First off, thank you for what you do. Microsoft is kicking ass these days and
I don't want to sound like I'm unappreciative or unimpressed with what you
guys are doing.

A quick example could be user authentication:

[https://docs.djangoproject.com/en/2.2/topics/auth/default/](https://docs.djangoproject.com/en/2.2/topics/auth/default/)
[https://docs.microsoft.com/en-
us/aspnet/core/security/author...](https://docs.microsoft.com/en-
us/aspnet/core/security/authorization/secure-data?view=aspnetcore-2.2)
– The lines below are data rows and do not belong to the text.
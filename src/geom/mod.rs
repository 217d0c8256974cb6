mod bbox;
mod geom;
pub(crate) mod proj;

pub(crate) use geom::Geometries;
pub use proj::{Crs, Projector};
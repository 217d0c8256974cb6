use geo::{Coord, Rect};
use rstar::{RTreeObject, AABB};

/// A bounding box in an R-tree, associated with a MultiPolygon by index.
#[derive(Debug, Clone)]
pub(super) struct BoundingBox {
    idx: usize, // Index of corresponding MultiPolygon in shapes
    bbox: Rect<f64>,
}

impl BoundingBox {
    pub(super) fn new(idx: usize, bbox: Rect<f64>) -> Self {
        Self { idx, bbox }
    }

    /// Get the index of the corresponding MultiPolygon.
    pub(super) fn idx(&self) -> usize { self.idx }

    /// Get a reference to the bounding rectangle.
    pub(super) fn bbox(&self) -> &Rect<f64> { &self.bbox }
}

impl RTreeObject for BoundingBox {
    type Envelope = AABB<[f64; 2]>;

    fn envelope(&self) -> Self::Envelope {
        AABB::from_corners(self.bbox.min().into(), self.bbox.max().into())
    }
}

/// Degenerate envelope covering a single coordinate.
#[inline]
pub(super) fn point_envelope(coord: Coord<f64>) -> AABB<[f64; 2]> {
    AABB::from_point([coord.x, coord.y])
}
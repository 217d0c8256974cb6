use std::{fmt, sync::Arc};

use anyhow::{Context, Result};
use geo::Coord;
use serde::Serialize;

use crate::{
    geom::{Crs, Projector},
    municipality::MunicipalityLayer,
};

/// Why the device position could not be obtained.
#[derive(Debug, Clone, Copy, PartialEq, Eq, Hash, Serialize)]
#[serde(rename_all = "snake_case")]
pub enum GeolocationError {
    PermissionDenied,
    PositionUnavailable,
    Timeout,
    /// Geolocation is not available on this host, or an unknown error code.
    Unsupported,
}

impl GeolocationError {
    /// Map a browser `GeolocationPositionError.code`.
    pub fn from_code(code: u16) -> Self {
        match code {
            1 => GeolocationError::PermissionDenied,
            2 => GeolocationError::PositionUnavailable,
            3 => GeolocationError::Timeout,
            _ => GeolocationError::Unsupported,
        }
    }
}

impl fmt::Display for GeolocationError {
    fn fmt(&self, f: &mut fmt::Formatter<'_>) -> fmt::Result {
        f.write_str(match self {
            GeolocationError::PermissionDenied => "permission denied",
            GeolocationError::PositionUnavailable => "position unavailable",
            GeolocationError::Timeout => "timed out waiting for a position fix",
            GeolocationError::Unsupported => "geolocation unsupported",
        })
    }
}

impl std::error::Error for GeolocationError {}

/// Which municipality, if any, the user is standing in.
#[derive(Debug, Clone, PartialEq, Serialize)]
#[serde(tag = "state", rename_all = "snake_case")]
pub enum LocationStatus {
    Available {
        name: Arc<str>,
        /// Position in lon/lat degrees.
        lon: f64,
        lat: f64,
    },
    Outside,
    /// `None` until the first fix or error arrives.
    Unavailable { error: Option<GeolocationError> },
}

impl LocationStatus {
    #[inline]
    pub fn panel(&self) -> PanelKind {
        match self {
            LocationStatus::Available { .. } => PanelKind::Available,
            LocationStatus::Outside => PanelKind::Outside,
            LocationStatus::Unavailable { .. } => PanelKind::Unavailable,
        }
    }

    pub fn name(&self) -> Option<&str> {
        match self {
            LocationStatus::Available { name, .. } => Some(name.as_ref()),
            _ => None,
        }
    }

    /// Latitude as shown in the status panel, e.g. `"46.05N"`.
    pub fn latitude_text(&self) -> Option<String> {
        match self {
            LocationStatus::Available { lat, .. } => Some(format!("{lat}N")),
            _ => None,
        }
    }

    /// Longitude as shown in the status panel, e.g. `"14.5E"`.
    pub fn longitude_text(&self) -> Option<String> {
        match self {
            LocationStatus::Available { lon, .. } => Some(format!("{lon}E")),
            _ => None,
        }
    }
}

#[derive(Debug, Clone, Copy, PartialEq, Eq, Hash, Serialize)]
#[serde(rename_all = "snake_case")]
pub enum PanelKind {
    Available,
    Outside,
    Unavailable,
}

impl PanelKind {
    pub const ALL: [PanelKind; 3] = [PanelKind::Available, PanelKind::Outside, PanelKind::Unavailable];
}

/// Visibility of the three status sub-panels. Built only from a status,
/// so exactly one flag is set.
#[derive(Debug, Clone, Copy, PartialEq, Eq, Serialize)]
pub struct StatusPanel {
    available: bool,
    outside: bool,
    unavailable: bool,
}

impl StatusPanel {
    pub fn for_status(status: &LocationStatus) -> Self {
        let visible = status.panel();
        Self {
            available: visible == PanelKind::Available,
            outside: visible == PanelKind::Outside,
            unavailable: visible == PanelKind::Unavailable,
        }
    }

    #[inline] pub fn available(&self) -> bool { self.available }

    #[inline] pub fn outside(&self) -> bool { self.outside }

    #[inline] pub fn unavailable(&self) -> bool { self.unavailable }

    #[inline]
    pub fn is_visible(&self, kind: PanelKind) -> bool {
        match kind {
            PanelKind::Available => self.available,
            PanelKind::Outside => self.outside,
            PanelKind::Unavailable => self.unavailable,
        }
    }

    /// The single visible panel.
    pub fn visible(&self) -> PanelKind {
        if self.available {
            PanelKind::Available
        } else if self.outside {
            PanelKind::Outside
        } else {
            PanelKind::Unavailable
        }
    }
}

/// Tracks the user marker and the "which municipality am I in" status.
#[derive(Debug)]
pub struct LocationTracker {
    marker: Option<Coord<f64>>, // Map CRS
    status: LocationStatus,
    to_geographic: Projector,
}

impl LocationTracker {
    pub fn new(map_crs: Crs) -> Result<Self> {
        Ok(Self {
            marker: None,
            status: LocationStatus::Unavailable { error: None },
            to_geographic: Projector::new(map_crs, Crs::Wgs84)?,
        })
    }

    /// Current user marker position in map CRS, `None` when cleared.
    #[inline] pub fn marker(&self) -> Option<Coord<f64>> { self.marker }

    #[inline] pub fn status(&self) -> &LocationStatus { &self.status }

    #[inline] pub fn panel(&self) -> StatusPanel { StatusPanel::for_status(&self.status) }

    /// Handle a position change (map CRS). `None` means the fix was lost.
    /// Non-finite coordinates are treated as a lost fix.
    pub fn update_position(&mut self, layer: &MunicipalityLayer, position: Option<Coord<f64>>) -> Result<&LocationStatus> {
        let position = position.filter(|c| c.x.is_finite() && c.y.is_finite());
        self.marker = position;

        let found = position.and_then(|coord| layer.find_municipality(coord).map(|m| (coord, m)));
        let status = match found {
            Some((coord, municipality)) => {
                let geo = self.to_geographic.project(coord)
                    .with_context(|| format!("Failed to reproject user position ({}, {})", coord.x, coord.y))?;
                LocationStatus::Available { name: municipality.name.clone(), lon: geo.x, lat: geo.y }
            }
            None => LocationStatus::Outside,
        };

        self.transition(status);
        Ok(&self.status)
    }

    /// Handle a geolocation failure: the marker is cleared.
    pub fn position_error(&mut self, error: GeolocationError) -> &LocationStatus {
        self.marker = None;
        self.transition(LocationStatus::Unavailable { error: Some(error) });
        &self.status
    }

    fn transition(&mut self, next: LocationStatus) {
        if self.status.panel() != next.panel() {
            tracing::debug!(from = ?self.status.panel(), to = ?next.panel(), "location status changed");
        }
        if let LocationStatus::Unavailable { error: Some(error) } = &next {
            tracing::warn!(%error, "geolocation failed");
        }
        self.status = next;
    }
}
The first thing I see when scrolling down those pages is that the Django page
is ~90% descriptive text and ~10% code. The ASP.NET page is the opposite: ~10%
descriptive text and ~90% code.

Obviously that's not the best metric but I need to get off HN soon so that's
the best I have for now :)

In any case, this could support my earlier claim: Django docs give not just
the "what" – they also provide the "why", along with super useful
background/supporting information, and even alternative approaches (e.g. in
the "Limiting access to logged-in users" section there are at least five
avenues you can choose from to meet your needs).

That was the quickest example I could find. Sorry it's not more substantive.
I'll post again later if I find something that could be more helpful.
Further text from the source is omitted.